The loan route allows the business owner to retain ownership of the system, but use a new or existing mortgage, line of credit, or other loan for the outstanding balance after incentives are accounted for.
PACE enables businesses to defer the upfront costs that are the most common barrier to solar installation. The PACE loans are paid with property taxes over a course of roughly 20 years while energy costs are simultaneously lower, providing the PACE consumer with net gains. Also, because the solar panels and the PACE loan is attached to the property, the consumer can sell the property leaving the debt to be paid through the property tax assessed on the subsequent owners.
As always, cash is king. You will hands-down see the best payback period, Internal Rate of Return (IRR) and Return on Investment (ROI) on your solar project, when you purchase the system with cash. You receive all the same benefits of ownership as you do when you finance your solar power system, but without any interest rates, charges, or financing fees. If you have money sitting mutual funds, or other investments, you will want to evaluate the IRR you are receiving on those other investments - in most cases, solar is the better investment.
If cash is available, we recommend you look at going solar as an investment much like any other part of your portfolio including real estate, stocks, bonds, etc. With 15% to above 20% returns, an investment in solar is a great balance against your other investments whose performance is heavily tied to the overall economy.

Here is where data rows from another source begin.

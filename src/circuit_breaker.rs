//! # Circuit Breaker Module
//!
//! Stops calling the external barcode lookup after repeated failures and lets
//! a single request through again once the reset timeout has elapsed.

use parking_lot::Mutex;
use std::time::{Duration, Instant};

use crate::config::LookupConfig;

/// Circuit breaker for external lookups
///
/// ```text
/// CLOSED ──failures ≥ threshold──► OPEN
///    ▲                               │
///    └──────── reset timeout ────────┘
/// ```
///
/// A success resets the failure count; after the reset timeout the counter is
/// cleared and the next request is allowed through.
#[derive(Debug)]
pub struct CircuitBreaker {
    state: Mutex<BreakerState>,
    threshold: u32,
    reset_timeout: Duration,
}

#[derive(Debug, Default)]
struct BreakerState {
    failure_count: u32,
    last_failure_time: Option<Instant>,
}

impl CircuitBreaker {
    /// Create a circuit breaker opening after `threshold` consecutive failures
    pub fn new(threshold: u32, reset_timeout: Duration) -> Self {
        Self {
            state: Mutex::new(BreakerState::default()),
            threshold,
            reset_timeout,
        }
    }

    /// Create a circuit breaker from the lookup configuration
    pub fn from_config(config: &LookupConfig) -> Self {
        Self::new(
            config.circuit_breaker_threshold,
            Duration::from_secs(config.circuit_breaker_reset_secs),
        )
    }

    /// Check if circuit breaker is open (blocking requests)
    ///
    /// Resets to closed once the reset timeout has elapsed since the last failure.
    pub fn is_open(&self) -> bool {
        let mut state = self.state.lock();

        if state.failure_count >= self.threshold {
            if let Some(last_time) = state.last_failure_time {
                if last_time.elapsed() < self.reset_timeout {
                    return true;
                }
                *state = BreakerState::default();
            }
        }
        false
    }

    /// Record a failed lookup
    pub fn record_failure(&self) {
        let mut state = self.state.lock();
        state.failure_count += 1;
        state.last_failure_time = Some(Instant::now());
    }

    /// Record a successful lookup, clearing previous failures
    pub fn record_success(&self) {
        *self.state.lock() = BreakerState::default();
    }

    /// Current number of consecutive failures
    pub fn failure_count(&self) -> u32 {
        self.state.lock().failure_count
    }
}

#[cfg(test)]
mod tests {
    use super::*;

    #[test]
    fn test_opens_after_threshold() {
        let breaker = CircuitBreaker::new(2, Duration::from_secs(60));
        assert!(!breaker.is_open());

        breaker.record_failure();
        assert!(!breaker.is_open());

        breaker.record_failure();
        assert!(breaker.is_open());
        assert_eq!(breaker.failure_count(), 2);
    }

    #[test]
    fn test_success_resets() {
        let breaker = CircuitBreaker::new(1, Duration::from_secs(60));
        breaker.record_failure();
        assert!(breaker.is_open());

        breaker.record_success();
        assert!(!breaker.is_open());
        assert_eq!(breaker.failure_count(), 0);
    }

    #[test]
    fn test_closes_after_reset_timeout() {
        let breaker = CircuitBreaker::new(1, Duration::from_millis(0));
        breaker.record_failure();
        std::thread::sleep(Duration::from_millis(5));
        assert!(!breaker.is_open());
        assert_eq!(breaker.failure_count(), 0);
    }
}
//! # Category Classification
//!
//! Maps a catalog article number and product name onto the fixed category
//! taxonomy. Article numbers carry a coarse department code in their leading
//! digits; name keywords cover products whose code is ambiguous or missing.
//!
//! Rules are checked in priority order and the first hit wins:
//!
//! | Priority | Article number | Name keywords | Category |
//! |----------|----------------|---------------|----------|
//! | 1 | `22…` | `apfel`, `küchle` | dessert |
//! | 2 | `2…` (not `22…`) | `hähnchen`, `pute` | poultry |
//! | 3 | `18…` | `fisch`, `lachs` | fish |
//! | 4 | `19…` | `zucchini`, `linse` | veggie |
//! | - | anything else | | meat |
//!
//! `appetizer` is never produced here; only externally supplied products carry it.

use crate::product::Category;
use tracing::trace;

struct Rule {
    category: Category,
    matches_prefix: fn(&str) -> bool,
    keywords: &'static [&'static str],
}

const RULES: &[Rule] = &[
    Rule {
        category: Category::Dessert,
        matches_prefix: |id| id.starts_with("22"),
        keywords: &["apfel", "küchle"],
    },
    Rule {
        category: Category::Poultry,
        matches_prefix: |id| id.starts_with('2') && !id.starts_with("22"),
        keywords: &["hähnchen", "pute"],
    },
    Rule {
        category: Category::Fish,
        matches_prefix: |id| id.starts_with("18"),
        keywords: &["fisch", "lachs"],
    },
    Rule {
        category: Category::Veggie,
        matches_prefix: |id| id.starts_with("19"),
        keywords: &["zucchini", "linse"],
    },
];

/// Classify a product by article number and name
///
/// Total and deterministic: every input yields exactly one category, falling
/// back to [`Category::Meat`].
///
/// # Examples
///
/// ```rust
/// use zusatz_scanner::classification::classify;
/// use zusatz_scanner::product::Category;
///
/// assert_eq!(classify("2204", "Vanillepudding"), Category::Dessert);
/// assert_eq!(classify("9001", "Putenschnitzel"), Category::Poultry);
/// assert_eq!(classify("9001", "Rinderfilet"), Category::Meat);
/// ```
pub fn classify(id: &str, name: &str) -> Category {
    let lower_name = name.to_lowercase();

    let category = RULES
        .iter()
        .find(|rule| {
            (rule.matches_prefix)(id) || rule.keywords.iter().any(|k| lower_name.contains(k))
        })
        .map(|rule| rule.category)
        .unwrap_or(Category::Meat);

    trace!(id = %id, name = %name, category = %category, "Classified product");
    category
}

Solar will provide excellent returns regardless of an economic recession or boon. Having said that, the following factors will influence which financing options makes the most sense for you.
The advantage for equipment leasing are:
- Terms range from 5-10 yrs.
- Depending on how you structure the terms of the equipment lease, the property owner can receive the 30% Federal income tax credit and state and federal depreciation.
*Please consult your accountant for more defined information.